Problem description
Each line that holds the word "depths" counts once; give the total for the records below and nothing else.

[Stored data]
=== Begin Enclosure ===

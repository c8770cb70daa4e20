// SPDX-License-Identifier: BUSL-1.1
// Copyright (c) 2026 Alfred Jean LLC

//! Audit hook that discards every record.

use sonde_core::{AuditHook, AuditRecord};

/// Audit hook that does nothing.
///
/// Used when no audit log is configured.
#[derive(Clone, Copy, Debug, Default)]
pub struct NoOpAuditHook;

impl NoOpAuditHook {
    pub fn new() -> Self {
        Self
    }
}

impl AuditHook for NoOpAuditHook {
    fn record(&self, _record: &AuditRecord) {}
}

=== End Enclosure ===
=== Begin Enclosure ===

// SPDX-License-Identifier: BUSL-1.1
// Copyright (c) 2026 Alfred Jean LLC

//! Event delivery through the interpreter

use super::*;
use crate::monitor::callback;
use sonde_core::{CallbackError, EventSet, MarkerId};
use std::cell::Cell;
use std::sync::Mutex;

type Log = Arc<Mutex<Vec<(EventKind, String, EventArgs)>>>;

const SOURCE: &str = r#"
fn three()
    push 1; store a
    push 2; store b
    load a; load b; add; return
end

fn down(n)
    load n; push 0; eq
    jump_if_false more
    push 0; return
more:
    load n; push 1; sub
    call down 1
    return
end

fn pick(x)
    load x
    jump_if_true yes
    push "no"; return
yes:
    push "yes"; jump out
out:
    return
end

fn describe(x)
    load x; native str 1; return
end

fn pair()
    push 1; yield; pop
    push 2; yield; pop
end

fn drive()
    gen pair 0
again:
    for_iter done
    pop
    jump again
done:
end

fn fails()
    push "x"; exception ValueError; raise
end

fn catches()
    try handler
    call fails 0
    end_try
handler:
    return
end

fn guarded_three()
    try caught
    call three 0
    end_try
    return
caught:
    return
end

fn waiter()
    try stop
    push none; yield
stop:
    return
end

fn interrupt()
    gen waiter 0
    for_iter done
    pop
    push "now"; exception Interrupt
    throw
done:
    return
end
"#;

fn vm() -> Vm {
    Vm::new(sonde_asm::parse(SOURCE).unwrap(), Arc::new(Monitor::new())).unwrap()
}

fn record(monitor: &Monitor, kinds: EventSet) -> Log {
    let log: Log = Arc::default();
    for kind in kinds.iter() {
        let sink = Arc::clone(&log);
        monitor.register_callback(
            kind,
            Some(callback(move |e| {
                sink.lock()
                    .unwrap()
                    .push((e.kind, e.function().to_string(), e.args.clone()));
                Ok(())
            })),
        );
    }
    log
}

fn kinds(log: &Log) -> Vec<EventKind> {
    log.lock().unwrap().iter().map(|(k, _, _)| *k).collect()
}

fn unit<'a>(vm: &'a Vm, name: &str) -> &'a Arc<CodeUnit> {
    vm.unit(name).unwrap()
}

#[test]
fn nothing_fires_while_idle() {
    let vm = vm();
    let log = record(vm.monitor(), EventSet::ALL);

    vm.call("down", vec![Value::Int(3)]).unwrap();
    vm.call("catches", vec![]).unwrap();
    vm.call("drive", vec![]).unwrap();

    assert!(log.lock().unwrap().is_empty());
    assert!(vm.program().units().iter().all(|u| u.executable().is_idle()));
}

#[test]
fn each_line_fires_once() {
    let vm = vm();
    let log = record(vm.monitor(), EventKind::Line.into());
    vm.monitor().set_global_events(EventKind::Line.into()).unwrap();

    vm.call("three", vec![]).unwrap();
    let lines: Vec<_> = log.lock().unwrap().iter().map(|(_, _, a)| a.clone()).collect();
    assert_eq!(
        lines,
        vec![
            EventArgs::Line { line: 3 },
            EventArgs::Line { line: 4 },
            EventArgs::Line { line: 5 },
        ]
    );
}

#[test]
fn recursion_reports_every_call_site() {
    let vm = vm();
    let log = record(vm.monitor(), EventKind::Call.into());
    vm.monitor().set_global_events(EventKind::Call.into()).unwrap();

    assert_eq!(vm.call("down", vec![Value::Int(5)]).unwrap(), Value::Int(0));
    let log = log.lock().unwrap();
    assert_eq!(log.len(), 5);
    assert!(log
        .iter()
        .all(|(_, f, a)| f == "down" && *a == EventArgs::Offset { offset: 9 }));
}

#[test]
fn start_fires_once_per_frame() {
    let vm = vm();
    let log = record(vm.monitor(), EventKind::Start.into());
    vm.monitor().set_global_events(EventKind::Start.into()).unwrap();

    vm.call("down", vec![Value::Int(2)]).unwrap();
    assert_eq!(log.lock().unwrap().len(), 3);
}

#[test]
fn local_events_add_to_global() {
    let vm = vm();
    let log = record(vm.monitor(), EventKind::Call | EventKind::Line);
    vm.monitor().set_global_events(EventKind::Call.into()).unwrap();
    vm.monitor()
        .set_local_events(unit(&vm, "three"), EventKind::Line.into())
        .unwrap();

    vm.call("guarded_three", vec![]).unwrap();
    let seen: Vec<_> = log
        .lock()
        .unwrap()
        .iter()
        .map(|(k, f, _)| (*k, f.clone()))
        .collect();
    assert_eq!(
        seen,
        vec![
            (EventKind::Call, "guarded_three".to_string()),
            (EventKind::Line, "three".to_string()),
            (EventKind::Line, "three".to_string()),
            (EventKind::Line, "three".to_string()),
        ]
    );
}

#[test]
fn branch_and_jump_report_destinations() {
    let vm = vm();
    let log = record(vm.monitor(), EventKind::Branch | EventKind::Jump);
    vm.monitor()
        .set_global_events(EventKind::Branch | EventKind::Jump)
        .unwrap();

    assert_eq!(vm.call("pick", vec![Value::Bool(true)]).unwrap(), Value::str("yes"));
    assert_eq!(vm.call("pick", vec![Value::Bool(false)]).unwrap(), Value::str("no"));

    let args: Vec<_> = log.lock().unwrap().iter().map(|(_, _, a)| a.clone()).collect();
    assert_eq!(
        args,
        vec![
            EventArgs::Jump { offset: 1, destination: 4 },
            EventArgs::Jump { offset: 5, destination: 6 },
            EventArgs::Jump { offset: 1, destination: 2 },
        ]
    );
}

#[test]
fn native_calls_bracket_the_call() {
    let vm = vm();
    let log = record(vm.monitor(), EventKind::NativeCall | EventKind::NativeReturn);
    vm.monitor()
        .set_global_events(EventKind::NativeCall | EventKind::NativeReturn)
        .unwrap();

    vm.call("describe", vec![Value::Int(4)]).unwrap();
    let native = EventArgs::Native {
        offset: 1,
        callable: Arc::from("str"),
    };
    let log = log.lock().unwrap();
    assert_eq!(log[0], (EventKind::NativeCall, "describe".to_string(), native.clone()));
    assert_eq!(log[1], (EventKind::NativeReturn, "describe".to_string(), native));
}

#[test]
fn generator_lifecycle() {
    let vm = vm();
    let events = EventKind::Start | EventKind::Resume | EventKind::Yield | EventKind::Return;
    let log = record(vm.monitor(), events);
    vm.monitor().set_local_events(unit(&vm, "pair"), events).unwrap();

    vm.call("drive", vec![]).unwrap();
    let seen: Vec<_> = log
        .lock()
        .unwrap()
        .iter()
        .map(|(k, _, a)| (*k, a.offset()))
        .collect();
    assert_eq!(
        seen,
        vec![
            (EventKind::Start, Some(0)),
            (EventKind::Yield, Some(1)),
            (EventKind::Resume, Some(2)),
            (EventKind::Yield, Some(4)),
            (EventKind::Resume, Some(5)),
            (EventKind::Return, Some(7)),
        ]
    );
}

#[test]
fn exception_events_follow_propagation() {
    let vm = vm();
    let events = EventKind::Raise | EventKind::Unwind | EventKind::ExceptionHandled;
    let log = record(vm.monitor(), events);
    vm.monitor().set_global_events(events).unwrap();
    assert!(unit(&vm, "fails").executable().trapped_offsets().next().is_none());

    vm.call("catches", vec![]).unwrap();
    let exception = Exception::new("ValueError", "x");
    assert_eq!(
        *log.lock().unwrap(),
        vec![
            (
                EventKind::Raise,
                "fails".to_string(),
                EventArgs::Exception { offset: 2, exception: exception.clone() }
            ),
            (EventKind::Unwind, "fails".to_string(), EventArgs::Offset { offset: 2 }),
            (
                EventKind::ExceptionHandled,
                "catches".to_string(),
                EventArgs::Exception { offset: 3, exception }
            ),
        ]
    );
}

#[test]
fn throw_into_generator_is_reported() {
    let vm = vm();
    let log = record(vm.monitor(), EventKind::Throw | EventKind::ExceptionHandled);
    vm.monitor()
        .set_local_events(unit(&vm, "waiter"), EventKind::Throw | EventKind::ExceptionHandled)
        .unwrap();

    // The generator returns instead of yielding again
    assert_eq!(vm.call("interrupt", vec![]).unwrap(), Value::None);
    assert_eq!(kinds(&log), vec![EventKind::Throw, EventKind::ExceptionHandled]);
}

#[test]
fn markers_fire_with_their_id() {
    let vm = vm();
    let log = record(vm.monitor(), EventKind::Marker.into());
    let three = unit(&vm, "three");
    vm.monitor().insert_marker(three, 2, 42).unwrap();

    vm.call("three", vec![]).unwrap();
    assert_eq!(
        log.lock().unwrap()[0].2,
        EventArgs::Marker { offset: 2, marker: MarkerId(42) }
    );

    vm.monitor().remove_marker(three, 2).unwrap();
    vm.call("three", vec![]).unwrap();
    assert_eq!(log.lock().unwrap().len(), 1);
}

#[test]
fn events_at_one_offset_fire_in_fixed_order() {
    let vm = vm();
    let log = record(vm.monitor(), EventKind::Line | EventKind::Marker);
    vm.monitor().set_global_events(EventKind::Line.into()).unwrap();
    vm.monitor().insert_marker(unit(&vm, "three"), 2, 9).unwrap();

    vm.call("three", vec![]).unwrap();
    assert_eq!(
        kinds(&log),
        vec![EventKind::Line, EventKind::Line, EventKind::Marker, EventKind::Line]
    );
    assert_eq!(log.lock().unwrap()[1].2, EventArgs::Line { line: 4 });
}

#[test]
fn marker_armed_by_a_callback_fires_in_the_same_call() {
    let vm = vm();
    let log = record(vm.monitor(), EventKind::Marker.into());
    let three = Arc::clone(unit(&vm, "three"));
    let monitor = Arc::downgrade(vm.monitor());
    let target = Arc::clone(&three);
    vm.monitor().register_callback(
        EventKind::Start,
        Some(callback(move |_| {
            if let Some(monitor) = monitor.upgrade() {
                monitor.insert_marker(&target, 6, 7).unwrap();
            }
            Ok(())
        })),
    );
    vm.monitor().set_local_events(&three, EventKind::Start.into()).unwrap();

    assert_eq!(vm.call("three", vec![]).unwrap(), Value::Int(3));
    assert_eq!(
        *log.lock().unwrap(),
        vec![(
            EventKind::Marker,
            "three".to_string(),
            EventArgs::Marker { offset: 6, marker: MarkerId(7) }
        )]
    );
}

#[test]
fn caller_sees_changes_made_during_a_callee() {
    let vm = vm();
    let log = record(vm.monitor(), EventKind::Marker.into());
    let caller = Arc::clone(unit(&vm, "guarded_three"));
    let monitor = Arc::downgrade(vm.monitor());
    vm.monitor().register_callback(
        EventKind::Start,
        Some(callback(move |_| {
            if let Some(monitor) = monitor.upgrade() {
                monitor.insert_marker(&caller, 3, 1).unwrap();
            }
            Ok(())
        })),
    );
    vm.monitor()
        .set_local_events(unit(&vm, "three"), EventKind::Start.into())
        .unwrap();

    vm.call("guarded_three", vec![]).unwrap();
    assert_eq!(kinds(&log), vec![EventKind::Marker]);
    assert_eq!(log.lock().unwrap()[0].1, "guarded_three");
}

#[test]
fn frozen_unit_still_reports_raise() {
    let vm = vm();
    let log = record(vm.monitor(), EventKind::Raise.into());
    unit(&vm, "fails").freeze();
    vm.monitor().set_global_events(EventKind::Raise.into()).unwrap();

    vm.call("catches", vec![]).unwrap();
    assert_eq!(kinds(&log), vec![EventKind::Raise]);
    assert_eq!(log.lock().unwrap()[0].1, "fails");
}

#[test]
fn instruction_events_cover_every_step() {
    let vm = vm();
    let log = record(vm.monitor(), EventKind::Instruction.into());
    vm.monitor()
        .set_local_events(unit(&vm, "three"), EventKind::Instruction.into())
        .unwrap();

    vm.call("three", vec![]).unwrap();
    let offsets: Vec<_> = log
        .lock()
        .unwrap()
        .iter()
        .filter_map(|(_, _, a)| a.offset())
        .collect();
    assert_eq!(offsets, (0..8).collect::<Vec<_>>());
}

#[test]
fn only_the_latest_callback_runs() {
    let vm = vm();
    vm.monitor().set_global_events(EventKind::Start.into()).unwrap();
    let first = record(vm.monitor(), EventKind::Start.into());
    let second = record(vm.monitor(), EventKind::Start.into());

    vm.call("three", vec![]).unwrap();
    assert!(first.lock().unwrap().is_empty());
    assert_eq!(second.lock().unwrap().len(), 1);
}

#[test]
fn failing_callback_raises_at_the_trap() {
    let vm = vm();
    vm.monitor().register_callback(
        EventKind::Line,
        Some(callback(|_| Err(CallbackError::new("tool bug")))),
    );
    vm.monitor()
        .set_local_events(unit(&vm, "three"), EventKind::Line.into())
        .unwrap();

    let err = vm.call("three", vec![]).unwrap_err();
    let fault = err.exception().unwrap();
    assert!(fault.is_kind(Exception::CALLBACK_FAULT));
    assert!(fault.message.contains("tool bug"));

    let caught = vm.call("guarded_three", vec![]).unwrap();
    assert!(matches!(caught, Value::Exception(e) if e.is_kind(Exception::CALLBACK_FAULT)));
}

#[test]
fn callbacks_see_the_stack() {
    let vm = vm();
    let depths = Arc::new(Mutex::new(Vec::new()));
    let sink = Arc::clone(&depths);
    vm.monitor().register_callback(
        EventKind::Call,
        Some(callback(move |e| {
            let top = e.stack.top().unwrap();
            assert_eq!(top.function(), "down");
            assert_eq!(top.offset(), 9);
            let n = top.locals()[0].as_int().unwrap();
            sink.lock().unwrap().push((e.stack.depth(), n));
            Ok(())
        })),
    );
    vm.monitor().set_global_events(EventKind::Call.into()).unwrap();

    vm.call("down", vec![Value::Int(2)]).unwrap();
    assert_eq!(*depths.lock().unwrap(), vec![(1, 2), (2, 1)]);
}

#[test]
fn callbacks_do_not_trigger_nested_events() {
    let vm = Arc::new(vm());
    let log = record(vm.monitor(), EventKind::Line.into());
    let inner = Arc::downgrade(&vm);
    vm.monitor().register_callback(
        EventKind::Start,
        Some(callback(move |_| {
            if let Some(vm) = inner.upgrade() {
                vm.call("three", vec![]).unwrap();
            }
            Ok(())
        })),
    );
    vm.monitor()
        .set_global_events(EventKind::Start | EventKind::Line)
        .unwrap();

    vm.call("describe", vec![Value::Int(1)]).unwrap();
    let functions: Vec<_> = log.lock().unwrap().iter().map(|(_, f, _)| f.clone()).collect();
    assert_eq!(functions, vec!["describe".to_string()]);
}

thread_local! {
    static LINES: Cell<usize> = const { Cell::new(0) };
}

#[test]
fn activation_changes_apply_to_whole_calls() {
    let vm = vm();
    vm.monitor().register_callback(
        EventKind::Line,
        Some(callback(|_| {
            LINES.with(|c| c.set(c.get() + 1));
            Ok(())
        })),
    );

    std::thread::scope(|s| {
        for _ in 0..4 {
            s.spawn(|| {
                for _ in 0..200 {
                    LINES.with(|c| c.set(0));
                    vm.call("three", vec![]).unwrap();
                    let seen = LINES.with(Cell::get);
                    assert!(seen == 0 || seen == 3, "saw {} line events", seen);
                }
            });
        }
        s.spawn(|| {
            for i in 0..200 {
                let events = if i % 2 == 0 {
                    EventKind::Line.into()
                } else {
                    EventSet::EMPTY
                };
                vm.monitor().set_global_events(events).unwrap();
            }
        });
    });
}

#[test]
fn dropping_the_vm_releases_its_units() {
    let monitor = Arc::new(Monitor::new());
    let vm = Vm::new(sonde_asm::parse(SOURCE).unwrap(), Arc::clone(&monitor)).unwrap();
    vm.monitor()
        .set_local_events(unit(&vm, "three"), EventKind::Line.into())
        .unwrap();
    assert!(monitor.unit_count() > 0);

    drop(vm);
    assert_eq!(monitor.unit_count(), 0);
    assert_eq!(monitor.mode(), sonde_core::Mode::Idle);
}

=== End Enclosure ===
=== Begin Enclosure ===

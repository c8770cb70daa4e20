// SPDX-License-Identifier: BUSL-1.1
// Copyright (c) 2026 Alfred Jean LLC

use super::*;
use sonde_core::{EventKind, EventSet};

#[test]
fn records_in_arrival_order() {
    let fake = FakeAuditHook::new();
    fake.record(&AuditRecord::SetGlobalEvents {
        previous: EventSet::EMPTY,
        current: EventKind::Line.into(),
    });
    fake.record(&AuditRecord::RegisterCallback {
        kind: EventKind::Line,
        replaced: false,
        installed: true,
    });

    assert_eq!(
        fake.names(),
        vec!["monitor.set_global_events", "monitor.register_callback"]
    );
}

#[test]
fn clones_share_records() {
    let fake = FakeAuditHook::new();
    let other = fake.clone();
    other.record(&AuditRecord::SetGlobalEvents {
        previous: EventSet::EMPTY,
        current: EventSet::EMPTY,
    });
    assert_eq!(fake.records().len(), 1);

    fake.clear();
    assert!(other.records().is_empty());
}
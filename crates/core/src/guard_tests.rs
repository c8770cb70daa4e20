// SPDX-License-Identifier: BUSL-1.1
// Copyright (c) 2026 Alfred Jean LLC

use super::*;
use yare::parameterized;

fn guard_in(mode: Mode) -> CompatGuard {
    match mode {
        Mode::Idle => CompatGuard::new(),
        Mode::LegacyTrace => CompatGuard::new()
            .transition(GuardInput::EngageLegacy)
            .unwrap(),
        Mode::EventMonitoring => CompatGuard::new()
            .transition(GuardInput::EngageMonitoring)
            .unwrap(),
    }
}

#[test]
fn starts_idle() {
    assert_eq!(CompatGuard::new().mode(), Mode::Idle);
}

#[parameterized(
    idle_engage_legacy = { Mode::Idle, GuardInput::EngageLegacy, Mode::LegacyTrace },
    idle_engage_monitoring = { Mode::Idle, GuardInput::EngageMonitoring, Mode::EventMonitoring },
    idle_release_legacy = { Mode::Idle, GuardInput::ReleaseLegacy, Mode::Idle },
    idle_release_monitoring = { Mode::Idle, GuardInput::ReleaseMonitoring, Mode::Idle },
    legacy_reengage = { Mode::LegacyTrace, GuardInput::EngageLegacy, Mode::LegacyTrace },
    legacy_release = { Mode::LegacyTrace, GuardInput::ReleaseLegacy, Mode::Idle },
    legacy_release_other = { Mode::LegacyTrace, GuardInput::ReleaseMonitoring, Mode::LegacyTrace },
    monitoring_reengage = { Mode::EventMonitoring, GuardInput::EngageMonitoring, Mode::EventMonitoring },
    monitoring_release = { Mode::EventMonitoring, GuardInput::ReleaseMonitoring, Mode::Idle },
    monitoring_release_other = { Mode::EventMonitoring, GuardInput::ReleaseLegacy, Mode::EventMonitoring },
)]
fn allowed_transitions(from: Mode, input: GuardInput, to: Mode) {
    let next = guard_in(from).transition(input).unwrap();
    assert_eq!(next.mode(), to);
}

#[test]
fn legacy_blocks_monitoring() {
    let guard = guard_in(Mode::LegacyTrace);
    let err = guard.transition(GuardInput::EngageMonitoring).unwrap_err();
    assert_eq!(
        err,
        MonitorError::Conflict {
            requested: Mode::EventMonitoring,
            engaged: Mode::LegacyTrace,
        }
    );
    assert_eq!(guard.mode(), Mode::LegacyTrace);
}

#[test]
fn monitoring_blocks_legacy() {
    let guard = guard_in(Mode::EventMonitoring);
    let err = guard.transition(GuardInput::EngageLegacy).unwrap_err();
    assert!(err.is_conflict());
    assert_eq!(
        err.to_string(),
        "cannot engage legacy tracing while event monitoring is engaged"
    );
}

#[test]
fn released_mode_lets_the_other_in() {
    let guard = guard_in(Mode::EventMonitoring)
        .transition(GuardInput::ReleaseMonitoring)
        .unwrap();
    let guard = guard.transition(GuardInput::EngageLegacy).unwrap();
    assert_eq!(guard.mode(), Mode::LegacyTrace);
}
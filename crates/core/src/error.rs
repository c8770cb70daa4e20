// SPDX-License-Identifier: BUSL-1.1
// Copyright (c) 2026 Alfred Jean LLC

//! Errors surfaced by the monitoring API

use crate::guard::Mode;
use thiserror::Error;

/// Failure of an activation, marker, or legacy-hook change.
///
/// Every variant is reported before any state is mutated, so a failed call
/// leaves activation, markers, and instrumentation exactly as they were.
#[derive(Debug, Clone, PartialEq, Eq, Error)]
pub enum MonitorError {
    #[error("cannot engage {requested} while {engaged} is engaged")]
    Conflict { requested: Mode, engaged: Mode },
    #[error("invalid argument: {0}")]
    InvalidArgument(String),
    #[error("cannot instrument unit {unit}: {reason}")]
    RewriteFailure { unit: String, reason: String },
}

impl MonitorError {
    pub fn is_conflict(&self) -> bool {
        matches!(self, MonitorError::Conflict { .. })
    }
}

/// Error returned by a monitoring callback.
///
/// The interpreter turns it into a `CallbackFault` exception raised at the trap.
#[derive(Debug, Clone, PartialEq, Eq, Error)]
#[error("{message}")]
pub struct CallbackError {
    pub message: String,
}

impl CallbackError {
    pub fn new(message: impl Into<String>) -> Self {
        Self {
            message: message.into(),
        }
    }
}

=== End Enclosure ===

The completed task
3